-- MATERIAL PROVIDED --
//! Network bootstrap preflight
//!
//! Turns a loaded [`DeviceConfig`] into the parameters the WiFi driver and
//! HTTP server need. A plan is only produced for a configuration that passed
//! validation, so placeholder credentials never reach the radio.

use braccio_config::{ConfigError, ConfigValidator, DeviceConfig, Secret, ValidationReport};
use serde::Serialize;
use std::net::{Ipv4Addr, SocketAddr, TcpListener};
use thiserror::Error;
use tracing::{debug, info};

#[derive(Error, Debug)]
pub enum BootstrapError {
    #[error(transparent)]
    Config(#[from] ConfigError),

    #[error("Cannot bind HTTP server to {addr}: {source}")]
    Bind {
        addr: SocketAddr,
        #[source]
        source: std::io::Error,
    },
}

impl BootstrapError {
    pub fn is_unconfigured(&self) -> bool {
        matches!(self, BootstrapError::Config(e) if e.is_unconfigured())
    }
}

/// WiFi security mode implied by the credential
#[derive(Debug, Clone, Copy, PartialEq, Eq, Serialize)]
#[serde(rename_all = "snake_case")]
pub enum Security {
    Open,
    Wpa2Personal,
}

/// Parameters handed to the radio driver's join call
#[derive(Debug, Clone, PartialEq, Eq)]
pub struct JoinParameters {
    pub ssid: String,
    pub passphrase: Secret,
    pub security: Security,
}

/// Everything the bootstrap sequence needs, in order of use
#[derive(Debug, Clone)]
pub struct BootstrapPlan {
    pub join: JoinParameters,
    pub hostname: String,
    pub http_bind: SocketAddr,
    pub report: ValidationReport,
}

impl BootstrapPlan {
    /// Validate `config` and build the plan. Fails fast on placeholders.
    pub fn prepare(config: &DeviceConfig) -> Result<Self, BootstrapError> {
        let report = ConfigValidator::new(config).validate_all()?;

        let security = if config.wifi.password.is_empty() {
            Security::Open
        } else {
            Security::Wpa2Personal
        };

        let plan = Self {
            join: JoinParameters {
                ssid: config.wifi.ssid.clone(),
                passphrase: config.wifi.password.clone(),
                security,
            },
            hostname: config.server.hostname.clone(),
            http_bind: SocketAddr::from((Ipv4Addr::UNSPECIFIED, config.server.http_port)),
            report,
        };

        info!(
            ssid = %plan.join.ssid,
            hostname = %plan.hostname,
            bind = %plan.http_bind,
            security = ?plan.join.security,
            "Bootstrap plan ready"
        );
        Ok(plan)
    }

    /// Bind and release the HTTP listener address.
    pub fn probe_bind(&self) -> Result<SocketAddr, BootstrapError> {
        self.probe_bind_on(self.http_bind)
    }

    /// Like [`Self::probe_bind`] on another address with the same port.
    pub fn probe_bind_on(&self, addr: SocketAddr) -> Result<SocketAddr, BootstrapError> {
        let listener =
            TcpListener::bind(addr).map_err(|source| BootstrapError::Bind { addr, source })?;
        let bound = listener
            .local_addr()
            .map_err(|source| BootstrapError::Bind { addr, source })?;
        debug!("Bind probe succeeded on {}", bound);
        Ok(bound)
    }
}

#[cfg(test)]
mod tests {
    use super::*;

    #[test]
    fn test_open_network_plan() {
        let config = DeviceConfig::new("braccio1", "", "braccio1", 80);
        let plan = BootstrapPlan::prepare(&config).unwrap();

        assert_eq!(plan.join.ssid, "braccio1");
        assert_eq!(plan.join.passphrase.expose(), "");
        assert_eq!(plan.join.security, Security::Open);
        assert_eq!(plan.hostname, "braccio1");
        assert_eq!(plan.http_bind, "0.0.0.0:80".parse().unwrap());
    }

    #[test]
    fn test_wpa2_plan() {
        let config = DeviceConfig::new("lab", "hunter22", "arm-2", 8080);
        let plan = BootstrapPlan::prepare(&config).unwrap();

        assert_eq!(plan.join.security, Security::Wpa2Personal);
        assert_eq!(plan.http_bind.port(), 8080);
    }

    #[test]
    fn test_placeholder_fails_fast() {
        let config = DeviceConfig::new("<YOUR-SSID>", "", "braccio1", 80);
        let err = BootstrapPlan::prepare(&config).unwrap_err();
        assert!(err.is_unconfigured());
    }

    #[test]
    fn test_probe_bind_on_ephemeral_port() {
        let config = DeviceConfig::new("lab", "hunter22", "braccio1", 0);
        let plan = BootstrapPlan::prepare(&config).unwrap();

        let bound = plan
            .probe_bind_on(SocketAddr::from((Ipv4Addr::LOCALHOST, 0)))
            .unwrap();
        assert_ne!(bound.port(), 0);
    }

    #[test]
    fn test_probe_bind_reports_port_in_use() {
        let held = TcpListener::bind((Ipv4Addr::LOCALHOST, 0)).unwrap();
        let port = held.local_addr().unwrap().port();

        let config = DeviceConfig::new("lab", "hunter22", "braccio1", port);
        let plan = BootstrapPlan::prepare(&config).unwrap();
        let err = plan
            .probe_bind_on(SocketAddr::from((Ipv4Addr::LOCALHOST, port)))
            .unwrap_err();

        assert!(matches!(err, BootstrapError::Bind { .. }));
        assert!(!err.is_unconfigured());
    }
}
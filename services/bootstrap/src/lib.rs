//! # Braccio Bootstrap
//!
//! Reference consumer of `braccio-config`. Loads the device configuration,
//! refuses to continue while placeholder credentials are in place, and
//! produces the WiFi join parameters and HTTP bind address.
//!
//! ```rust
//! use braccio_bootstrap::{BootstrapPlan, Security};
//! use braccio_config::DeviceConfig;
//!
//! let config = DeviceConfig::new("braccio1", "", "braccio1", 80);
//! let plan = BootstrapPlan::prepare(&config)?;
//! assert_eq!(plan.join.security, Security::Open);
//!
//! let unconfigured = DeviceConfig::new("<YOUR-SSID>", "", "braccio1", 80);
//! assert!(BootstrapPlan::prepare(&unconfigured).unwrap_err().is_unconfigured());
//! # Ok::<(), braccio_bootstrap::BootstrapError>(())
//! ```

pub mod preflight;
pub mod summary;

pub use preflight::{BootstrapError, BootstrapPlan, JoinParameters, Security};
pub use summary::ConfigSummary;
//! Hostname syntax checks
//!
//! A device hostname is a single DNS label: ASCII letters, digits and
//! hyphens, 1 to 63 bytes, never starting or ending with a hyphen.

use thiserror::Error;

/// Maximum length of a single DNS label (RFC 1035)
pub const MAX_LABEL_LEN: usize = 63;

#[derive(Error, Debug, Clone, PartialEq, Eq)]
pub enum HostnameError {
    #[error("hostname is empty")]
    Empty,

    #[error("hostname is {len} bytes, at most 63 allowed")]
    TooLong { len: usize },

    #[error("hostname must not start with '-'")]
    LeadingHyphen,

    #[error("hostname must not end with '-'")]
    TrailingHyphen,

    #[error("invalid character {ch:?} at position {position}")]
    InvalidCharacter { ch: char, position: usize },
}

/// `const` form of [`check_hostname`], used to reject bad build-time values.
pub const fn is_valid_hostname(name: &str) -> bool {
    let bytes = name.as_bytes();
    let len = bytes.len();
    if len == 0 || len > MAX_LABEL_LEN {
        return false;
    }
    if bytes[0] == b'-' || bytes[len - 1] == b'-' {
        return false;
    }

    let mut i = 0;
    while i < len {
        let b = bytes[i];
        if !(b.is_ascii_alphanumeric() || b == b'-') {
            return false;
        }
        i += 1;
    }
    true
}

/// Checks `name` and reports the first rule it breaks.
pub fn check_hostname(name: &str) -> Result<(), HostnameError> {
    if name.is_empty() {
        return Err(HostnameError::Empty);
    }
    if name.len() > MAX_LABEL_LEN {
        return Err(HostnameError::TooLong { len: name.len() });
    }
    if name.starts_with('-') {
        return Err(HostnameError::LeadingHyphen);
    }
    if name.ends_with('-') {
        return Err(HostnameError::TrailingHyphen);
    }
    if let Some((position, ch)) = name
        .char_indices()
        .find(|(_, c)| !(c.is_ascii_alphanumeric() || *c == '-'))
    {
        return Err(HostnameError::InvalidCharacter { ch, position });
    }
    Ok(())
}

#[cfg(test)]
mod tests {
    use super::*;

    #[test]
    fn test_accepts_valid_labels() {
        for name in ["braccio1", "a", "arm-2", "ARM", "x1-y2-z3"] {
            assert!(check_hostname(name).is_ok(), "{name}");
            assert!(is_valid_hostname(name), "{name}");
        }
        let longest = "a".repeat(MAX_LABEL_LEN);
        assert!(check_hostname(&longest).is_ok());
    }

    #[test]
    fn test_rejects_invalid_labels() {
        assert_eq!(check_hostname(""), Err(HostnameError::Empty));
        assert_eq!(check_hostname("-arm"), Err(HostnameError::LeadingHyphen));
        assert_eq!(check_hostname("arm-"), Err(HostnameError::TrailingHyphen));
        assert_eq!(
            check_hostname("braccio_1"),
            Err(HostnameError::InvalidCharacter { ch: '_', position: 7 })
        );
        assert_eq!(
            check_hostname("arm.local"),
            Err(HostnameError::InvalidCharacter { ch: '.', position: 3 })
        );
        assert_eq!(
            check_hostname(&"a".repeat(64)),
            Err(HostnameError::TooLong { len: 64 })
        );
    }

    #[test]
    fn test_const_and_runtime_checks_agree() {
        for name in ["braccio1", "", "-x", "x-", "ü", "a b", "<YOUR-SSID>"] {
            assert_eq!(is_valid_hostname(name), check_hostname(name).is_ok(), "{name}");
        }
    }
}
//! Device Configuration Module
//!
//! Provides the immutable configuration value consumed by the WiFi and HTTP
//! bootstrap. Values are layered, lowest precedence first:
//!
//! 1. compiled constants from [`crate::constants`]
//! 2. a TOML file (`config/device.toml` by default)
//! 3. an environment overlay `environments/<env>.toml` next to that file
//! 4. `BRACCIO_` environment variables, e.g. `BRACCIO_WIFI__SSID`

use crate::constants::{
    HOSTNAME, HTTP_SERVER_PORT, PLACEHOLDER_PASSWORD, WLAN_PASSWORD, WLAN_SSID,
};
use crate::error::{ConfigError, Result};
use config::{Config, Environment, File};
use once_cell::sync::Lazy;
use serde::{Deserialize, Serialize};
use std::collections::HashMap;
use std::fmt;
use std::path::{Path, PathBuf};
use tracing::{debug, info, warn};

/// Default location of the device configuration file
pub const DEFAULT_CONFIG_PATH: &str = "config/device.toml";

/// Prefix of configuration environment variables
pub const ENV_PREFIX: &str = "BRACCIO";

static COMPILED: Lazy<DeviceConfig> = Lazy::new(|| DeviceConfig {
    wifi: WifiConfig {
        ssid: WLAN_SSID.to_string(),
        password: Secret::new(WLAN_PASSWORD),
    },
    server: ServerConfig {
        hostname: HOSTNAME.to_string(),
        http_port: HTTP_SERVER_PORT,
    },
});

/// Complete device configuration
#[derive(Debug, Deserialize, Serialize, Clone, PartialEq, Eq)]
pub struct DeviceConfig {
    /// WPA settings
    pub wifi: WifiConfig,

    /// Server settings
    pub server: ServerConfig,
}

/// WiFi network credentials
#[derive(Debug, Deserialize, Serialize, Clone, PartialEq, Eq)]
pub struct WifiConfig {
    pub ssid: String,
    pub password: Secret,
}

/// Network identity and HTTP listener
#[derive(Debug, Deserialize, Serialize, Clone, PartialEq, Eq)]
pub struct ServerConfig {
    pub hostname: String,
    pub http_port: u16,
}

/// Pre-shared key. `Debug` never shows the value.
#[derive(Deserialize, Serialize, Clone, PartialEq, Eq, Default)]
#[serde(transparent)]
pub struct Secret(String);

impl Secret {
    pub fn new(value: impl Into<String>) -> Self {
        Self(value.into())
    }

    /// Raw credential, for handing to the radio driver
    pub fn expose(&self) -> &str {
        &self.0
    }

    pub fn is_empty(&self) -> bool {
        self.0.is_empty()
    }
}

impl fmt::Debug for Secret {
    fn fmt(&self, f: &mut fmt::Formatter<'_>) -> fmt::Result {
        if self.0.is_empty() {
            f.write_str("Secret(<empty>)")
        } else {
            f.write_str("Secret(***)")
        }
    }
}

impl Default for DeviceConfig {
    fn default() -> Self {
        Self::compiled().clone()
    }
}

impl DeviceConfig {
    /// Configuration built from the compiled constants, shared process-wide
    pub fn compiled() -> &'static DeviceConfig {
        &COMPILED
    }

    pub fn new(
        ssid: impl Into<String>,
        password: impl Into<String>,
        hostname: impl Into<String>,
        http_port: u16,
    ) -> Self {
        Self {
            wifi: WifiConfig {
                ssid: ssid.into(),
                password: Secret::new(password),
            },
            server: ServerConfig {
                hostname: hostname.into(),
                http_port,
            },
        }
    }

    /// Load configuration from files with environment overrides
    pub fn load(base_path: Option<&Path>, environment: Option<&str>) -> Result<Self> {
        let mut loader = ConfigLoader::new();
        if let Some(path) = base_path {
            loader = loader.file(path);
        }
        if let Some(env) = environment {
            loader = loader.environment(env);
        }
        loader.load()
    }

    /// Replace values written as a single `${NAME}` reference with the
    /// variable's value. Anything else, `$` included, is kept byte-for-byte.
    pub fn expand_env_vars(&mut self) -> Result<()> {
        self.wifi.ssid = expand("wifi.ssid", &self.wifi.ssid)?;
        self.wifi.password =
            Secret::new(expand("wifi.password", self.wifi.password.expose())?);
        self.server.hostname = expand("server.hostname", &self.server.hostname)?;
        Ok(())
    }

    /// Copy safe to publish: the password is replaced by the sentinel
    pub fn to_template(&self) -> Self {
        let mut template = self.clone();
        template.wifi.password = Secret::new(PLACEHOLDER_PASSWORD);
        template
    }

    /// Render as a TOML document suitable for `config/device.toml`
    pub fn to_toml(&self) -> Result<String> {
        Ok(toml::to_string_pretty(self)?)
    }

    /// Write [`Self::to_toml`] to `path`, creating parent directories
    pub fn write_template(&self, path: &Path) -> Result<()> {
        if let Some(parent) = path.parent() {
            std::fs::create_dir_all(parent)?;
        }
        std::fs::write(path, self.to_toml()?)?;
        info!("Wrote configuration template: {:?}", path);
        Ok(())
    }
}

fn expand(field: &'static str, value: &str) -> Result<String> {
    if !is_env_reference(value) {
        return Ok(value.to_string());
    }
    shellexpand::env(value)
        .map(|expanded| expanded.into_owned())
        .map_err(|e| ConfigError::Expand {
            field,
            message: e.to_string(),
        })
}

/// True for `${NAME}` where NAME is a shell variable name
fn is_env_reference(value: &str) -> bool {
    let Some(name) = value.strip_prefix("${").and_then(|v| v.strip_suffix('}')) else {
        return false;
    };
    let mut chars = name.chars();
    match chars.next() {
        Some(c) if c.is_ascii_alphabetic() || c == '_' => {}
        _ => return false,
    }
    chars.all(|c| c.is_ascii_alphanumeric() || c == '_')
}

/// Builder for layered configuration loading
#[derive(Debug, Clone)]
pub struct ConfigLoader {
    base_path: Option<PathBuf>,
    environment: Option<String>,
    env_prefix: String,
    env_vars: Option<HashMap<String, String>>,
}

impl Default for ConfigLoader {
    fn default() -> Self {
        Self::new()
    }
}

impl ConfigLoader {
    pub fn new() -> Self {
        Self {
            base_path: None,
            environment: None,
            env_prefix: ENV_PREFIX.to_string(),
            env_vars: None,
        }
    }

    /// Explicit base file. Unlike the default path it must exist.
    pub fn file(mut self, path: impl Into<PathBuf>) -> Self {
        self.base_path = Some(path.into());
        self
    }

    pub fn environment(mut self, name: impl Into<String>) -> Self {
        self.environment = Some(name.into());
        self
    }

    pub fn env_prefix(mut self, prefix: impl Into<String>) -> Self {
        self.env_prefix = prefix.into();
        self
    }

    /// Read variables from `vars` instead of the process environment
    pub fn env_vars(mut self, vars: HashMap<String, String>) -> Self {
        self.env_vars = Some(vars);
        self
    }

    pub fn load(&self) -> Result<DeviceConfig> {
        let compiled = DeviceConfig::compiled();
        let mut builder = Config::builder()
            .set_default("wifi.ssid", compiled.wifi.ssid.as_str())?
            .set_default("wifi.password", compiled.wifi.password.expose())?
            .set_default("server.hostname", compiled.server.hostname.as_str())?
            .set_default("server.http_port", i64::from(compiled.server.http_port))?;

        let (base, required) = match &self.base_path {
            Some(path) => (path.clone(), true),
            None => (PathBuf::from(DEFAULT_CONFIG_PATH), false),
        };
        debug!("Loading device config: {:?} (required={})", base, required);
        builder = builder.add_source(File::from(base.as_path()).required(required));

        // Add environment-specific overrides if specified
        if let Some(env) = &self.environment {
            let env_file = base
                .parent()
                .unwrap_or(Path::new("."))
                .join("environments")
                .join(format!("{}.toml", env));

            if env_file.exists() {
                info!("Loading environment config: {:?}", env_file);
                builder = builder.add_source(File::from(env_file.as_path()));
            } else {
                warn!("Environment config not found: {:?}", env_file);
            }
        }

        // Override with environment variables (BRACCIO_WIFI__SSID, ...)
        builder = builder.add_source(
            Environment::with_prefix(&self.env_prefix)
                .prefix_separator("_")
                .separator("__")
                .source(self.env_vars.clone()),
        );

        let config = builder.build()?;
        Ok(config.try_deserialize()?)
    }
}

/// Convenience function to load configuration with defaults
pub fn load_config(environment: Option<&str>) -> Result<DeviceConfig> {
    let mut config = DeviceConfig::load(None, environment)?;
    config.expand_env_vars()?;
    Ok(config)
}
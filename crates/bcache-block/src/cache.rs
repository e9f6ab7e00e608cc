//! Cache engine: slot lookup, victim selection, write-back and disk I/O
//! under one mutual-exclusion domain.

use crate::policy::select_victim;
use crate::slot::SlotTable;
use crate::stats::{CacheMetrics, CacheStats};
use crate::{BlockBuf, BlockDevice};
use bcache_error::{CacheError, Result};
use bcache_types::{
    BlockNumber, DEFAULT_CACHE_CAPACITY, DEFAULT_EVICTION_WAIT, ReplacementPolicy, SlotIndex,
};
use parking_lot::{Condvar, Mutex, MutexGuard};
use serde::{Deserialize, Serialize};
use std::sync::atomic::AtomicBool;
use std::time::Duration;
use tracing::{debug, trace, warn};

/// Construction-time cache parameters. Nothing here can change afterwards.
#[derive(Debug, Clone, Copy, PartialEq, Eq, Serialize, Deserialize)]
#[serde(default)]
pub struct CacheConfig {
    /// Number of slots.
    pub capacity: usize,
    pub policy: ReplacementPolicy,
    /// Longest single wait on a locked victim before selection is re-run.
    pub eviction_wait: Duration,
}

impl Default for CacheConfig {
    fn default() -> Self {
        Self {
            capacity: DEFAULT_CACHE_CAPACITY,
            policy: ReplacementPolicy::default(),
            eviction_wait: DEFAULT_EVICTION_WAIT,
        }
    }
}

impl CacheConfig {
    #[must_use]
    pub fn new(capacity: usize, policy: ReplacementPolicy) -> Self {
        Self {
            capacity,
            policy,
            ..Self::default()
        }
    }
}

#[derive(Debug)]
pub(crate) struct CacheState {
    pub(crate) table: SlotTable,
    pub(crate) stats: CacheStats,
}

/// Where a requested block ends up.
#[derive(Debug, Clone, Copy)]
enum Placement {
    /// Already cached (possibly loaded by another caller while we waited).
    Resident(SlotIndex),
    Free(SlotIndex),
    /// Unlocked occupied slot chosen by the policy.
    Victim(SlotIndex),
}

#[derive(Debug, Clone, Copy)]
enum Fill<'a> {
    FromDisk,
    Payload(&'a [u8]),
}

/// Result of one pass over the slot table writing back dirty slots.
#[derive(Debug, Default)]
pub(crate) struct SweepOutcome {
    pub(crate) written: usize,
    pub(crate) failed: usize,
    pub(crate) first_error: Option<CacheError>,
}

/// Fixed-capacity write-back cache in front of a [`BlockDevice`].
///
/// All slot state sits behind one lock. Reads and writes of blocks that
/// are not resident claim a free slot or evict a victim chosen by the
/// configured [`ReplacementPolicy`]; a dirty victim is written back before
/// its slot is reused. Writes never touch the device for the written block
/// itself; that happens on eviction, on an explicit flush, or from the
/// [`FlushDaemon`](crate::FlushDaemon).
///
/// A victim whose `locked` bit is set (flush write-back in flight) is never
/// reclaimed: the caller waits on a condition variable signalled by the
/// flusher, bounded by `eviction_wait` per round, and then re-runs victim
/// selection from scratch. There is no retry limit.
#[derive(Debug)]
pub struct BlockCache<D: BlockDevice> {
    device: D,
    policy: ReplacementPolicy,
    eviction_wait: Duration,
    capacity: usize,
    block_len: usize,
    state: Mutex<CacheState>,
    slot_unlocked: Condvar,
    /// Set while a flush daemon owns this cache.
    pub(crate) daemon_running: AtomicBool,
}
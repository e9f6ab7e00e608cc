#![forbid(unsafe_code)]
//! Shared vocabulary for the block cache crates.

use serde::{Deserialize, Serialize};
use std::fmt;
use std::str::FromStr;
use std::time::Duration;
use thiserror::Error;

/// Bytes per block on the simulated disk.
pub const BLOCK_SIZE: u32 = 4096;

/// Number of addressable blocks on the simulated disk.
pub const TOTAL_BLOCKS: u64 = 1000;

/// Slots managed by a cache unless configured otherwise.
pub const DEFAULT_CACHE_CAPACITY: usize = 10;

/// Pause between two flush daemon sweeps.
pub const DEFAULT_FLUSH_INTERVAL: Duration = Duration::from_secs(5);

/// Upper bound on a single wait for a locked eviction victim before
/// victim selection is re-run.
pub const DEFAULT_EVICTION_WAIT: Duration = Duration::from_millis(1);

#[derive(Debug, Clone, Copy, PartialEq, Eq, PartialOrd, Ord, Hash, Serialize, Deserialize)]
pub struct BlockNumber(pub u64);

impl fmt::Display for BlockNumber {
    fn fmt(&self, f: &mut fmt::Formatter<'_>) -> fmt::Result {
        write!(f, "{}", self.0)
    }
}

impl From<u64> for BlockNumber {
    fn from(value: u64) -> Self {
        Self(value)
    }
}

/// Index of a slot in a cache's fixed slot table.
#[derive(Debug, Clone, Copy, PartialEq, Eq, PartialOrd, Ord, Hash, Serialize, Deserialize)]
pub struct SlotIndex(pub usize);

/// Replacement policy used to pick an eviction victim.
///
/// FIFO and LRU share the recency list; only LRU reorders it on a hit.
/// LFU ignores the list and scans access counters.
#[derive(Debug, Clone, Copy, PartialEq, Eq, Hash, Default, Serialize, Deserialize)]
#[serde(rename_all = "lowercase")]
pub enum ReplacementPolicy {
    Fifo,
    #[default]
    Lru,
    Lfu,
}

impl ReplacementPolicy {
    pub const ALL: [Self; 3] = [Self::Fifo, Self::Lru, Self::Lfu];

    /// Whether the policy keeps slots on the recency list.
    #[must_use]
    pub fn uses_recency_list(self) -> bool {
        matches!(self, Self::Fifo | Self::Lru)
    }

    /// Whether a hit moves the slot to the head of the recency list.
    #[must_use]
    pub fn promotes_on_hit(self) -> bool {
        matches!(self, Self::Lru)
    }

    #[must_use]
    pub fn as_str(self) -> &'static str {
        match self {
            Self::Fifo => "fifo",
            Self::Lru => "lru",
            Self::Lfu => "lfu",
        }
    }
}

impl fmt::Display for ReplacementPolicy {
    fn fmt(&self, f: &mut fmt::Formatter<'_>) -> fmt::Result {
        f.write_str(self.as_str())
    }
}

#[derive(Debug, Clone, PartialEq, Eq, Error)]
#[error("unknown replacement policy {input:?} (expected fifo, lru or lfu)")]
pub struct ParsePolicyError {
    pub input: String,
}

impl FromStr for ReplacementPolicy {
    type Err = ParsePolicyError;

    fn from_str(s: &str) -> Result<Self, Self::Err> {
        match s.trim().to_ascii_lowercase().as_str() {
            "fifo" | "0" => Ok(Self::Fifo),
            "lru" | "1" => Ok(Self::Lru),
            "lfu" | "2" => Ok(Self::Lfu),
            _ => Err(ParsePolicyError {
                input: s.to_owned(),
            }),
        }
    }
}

-- TASK DIRECTIONS --
Within the listing above, locate the line containing "loader.load()" and the line containing "fn is_env_reference(value: &str)". Reproduce those two lines and all lines between them exactly, with nothing added.

-- WRITTEN ANSWER --
        loader.load()
    }

    /// Replace values written as a single `${NAME}` reference with the
    /// variable's value. Anything else, `$` included, is kept byte-for-byte.
    pub fn expand_env_vars(&mut self) -> Result<()> {
        self.wifi.ssid = expand("wifi.ssid", &self.wifi.ssid)?;
        self.wifi.password =
            Secret::new(expand("wifi.password", self.wifi.password.expose())?);
        self.server.hostname = expand("server.hostname", &self.server.hostname)?;
        Ok(())
    }

    /// Copy safe to publish: the password is replaced by the sentinel
    pub fn to_template(&self) -> Self {
        let mut template = self.clone();
        template.wifi.password = Secret::new(PLACEHOLDER_PASSWORD);
        template
    }

    /// Render as a TOML document suitable for `config/device.toml`
    pub fn to_toml(&self) -> Result<String> {
        Ok(toml::to_string_pretty(self)?)
    }

    /// Write [`Self::to_toml`] to `path`, creating parent directories
    pub fn write_template(&self, path: &Path) -> Result<()> {
        if let Some(parent) = path.parent() {
            std::fs::create_dir_all(parent)?;
        }
        std::fs::write(path, self.to_toml()?)?;
        info!("Wrote configuration template: {:?}", path);
        Ok(())
    }
}

fn expand(field: &'static str, value: &str) -> Result<String> {
    if !is_env_reference(value) {
        return Ok(value.to_string());
    }
    shellexpand::env(value)
        .map(|expanded| expanded.into_owned())
        .map_err(|e| ConfigError::Expand {
            field,
            message: e.to_string(),
        })
}

/// True for `${NAME}` where NAME is a shell variable name
fn is_env_reference(value: &str) -> bool {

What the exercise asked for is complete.